Tech, Tribes, and Borders Tighten the Noose
Following last month’s trilateral talks in Beijing, China applied diplomatic pressure on Kabul to deny Afghan soil to BLA operatives. The Taliban regime obliged, distancing itself from cross-border attacks, especially after China hinted that future investments would hinge on security assurances.
Meanwhile, at the Iran-Pakistan border, joint patrols have sealed key supply routes, forcing BLA remnants into isolation, hunger, and fear.
Recovered evidence, Russian-made Kornet-E launchers and Indian satellite phones, point directly to New Delhi’s continued support. But despite foreign backing, BLA appears to be collapsing under the weight of local defiance and international isolation.
From Guerrilla Romance to Local Rejection
In Dera Bugti, the BLA’s so-called resistance finds no sympathy. Tribal elders now confront young recruits with the piercing question: “Whose war are you really fighting?” This moral reckoning, coupled with targeted military strategy and communications blackouts, has turned BLA’s traditional propaganda war into an imploding echo chamber.
Pakistan’s approach is no longer reactive. From tribal integration and development projects to real-time surveillance and regional diplomacy, a 360-degree counter-hybrid warfare model is in motion.
The Fall of Fitna: A Regional Shift
The BLA, once a symbol of separatist defiance, is now cornered by a united front spanning from Islamabad to Tehran and Kabul.
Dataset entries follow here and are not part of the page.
use chrono::{DateTime, Utc};
use serde::{Deserialize, Serialize};
use uuid::Uuid;

use crate::config::WalletLimits;
use crate::decimal::Money;
use crate::errors::{LendingError, Result};
use crate::state::User;
use crate::types::{Direction, LoanId, TransactionId, TransactionKind, TransferKinds, UserId};

/// write-once wallet ledger entry
#[derive(Debug, Clone, PartialEq, Serialize, Deserialize)]
pub struct Transaction {
    pub id: TransactionId,
    pub user: UserId,
    pub loan: Option<LoanId>,
    pub kind: TransactionKind,
    pub amount: Money,
    pub direction: Direction,
    pub balance_before: Money,
    pub balance_after: Money,
    pub description: String,
    /// unique external reference
    pub reference: String,
    pub installment_no: Option<u32>,
    pub created_at: DateTime<Utc>,
}

impl Transaction {
    fn record(
        user: &User,
        kind: TransactionKind,
        amount: Money,
        balance_before: Money,
        memo: &TransferMemo,
        description: String,
        now: DateTime<Utc>,
    ) -> Self {
        let id = Uuid::new_v4();
        Self {
            id,
            user: user.id,
            loan: memo.loan,
            kind,
            amount,
            direction: kind.direction(),
            balance_before,
            balance_after: user.wallet,
            description,
            reference: reference_for(&id),
            installment_no: memo.installment_no,
            created_at: now,
        }
    }

    /// signed effect on the wallet
    pub fn signed_amount(&self) -> Money {
        match self.direction {
            Direction::Credit => self.amount,
            Direction::Debit => Money::ZERO - self.amount,
        }
    }
}

/// context attached to both legs of a transfer
#[derive(Debug, Clone, Default, PartialEq)]
pub struct TransferMemo {
    pub loan: Option<LoanId>,
    pub installment_no: Option<u32>,
    pub debit_description: String,
    pub credit_description: String,
}

/// debit and credit legs of one transfer
#[derive(Debug, Clone, PartialEq)]
pub struct TransferReceipt {
    pub debit: Transaction,
    pub credit: Transaction,
}

impl TransferReceipt {
    pub fn into_vec(self) -> Vec<Transaction> {
        vec![self.debit, self.credit]
    }
}

/// moves simulated funds between wallets
///
/// the ledger only mutates the in-memory copies handed to it; the caller
/// stages the users and the returned records into one unit of work.
#[derive(Debug, Clone)]
pub struct WalletLedger {
    limits: WalletLimits,
}

impl WalletLedger {
    pub fn new(limits: WalletLimits) -> Self {
        Self { limits }
    }

    /// debit `from` and credit `to` by `amount`
    ///
    /// every check runs before either wallet changes, so a rejected
    /// transfer leaves both users untouched.
    pub fn transfer(
        &self,
        from: &mut User,
        to: &mut User,
        amount: Money,
        kinds: TransferKinds,
        memo: TransferMemo,
        now: DateTime<Utc>,
    ) -> Result<TransferReceipt> {
        if !amount.is_positive() {
            return Err(LendingError::validation(format!(
                "transfer amount must be positive, got {}",
                amount
            )));
        }
        if from.id == to.id {
            return Err(LendingError::validation("cannot transfer to the same wallet"));
        }
        if from.wallet < amount {
            return Err(LendingError::InsufficientFunds {
                available: from.wallet,
                requested: amount,
            });
        }

        let from_before = from.wallet;
        from.wallet -= amount;
        let debit = Transaction::record(
            from,
            kinds.debit,
            amount,
            from_before,
            &memo,
            memo.debit_description.clone(),
            now,
        );

        let to_before = to.wallet;
        to.wallet += amount;
        let credit = Transaction::record(
            to,
            kinds.credit,
            amount,
            to_before,
            &memo,
            memo.credit_description.clone(),
            now,
        );

        Ok(TransferReceipt { debit, credit })
    }

    /// credit a wallet from outside the platform
    pub fn top_up(&self, user: &mut User, amount: Money, now: DateTime<Utc>) -> Result<Transaction> {
        if !amount.is_positive() {
            return Err(LendingError::validation(format!(
                "top-up amount must be positive, got {}",
                amount
            )));
        }
        if amount > self.limits.max_topup {
            return Err(LendingError::validation(format!(
                "top-up amount {} exceeds the limit of {}",
                amount, self.limits.max_topup
            )));
        }

        let before = user.wallet;
        user.wallet += amount;
        Ok(Transaction::record(
            user,
            TransactionKind::Topup,
            amount,
            before,
            &TransferMemo::default(),
            "Wallet top-up".to_string(),
            now,
        ))
    }
}

fn reference_for(id: &TransactionId) -> String {
    format!("TXN-{}", id.simple()).to_uppercase()
}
The insurgent group’s Marxist-rhetoric, tribal exploitation, and proxy warfare have met their match in a region realigning through economic corridors, technological alliances, and political resolve.
As gunfire echoes in the hills of Dera Bugti, the battle cries are no longer for rebellion, but for reclamation, of land, peace, and sovereignty.
If this momentum holds, by autumn, the BLA may exist only in academic footnotes, a failed insurgency extinguished by a convergence of tribal resistance, regional diplomacy, and unmanned precision.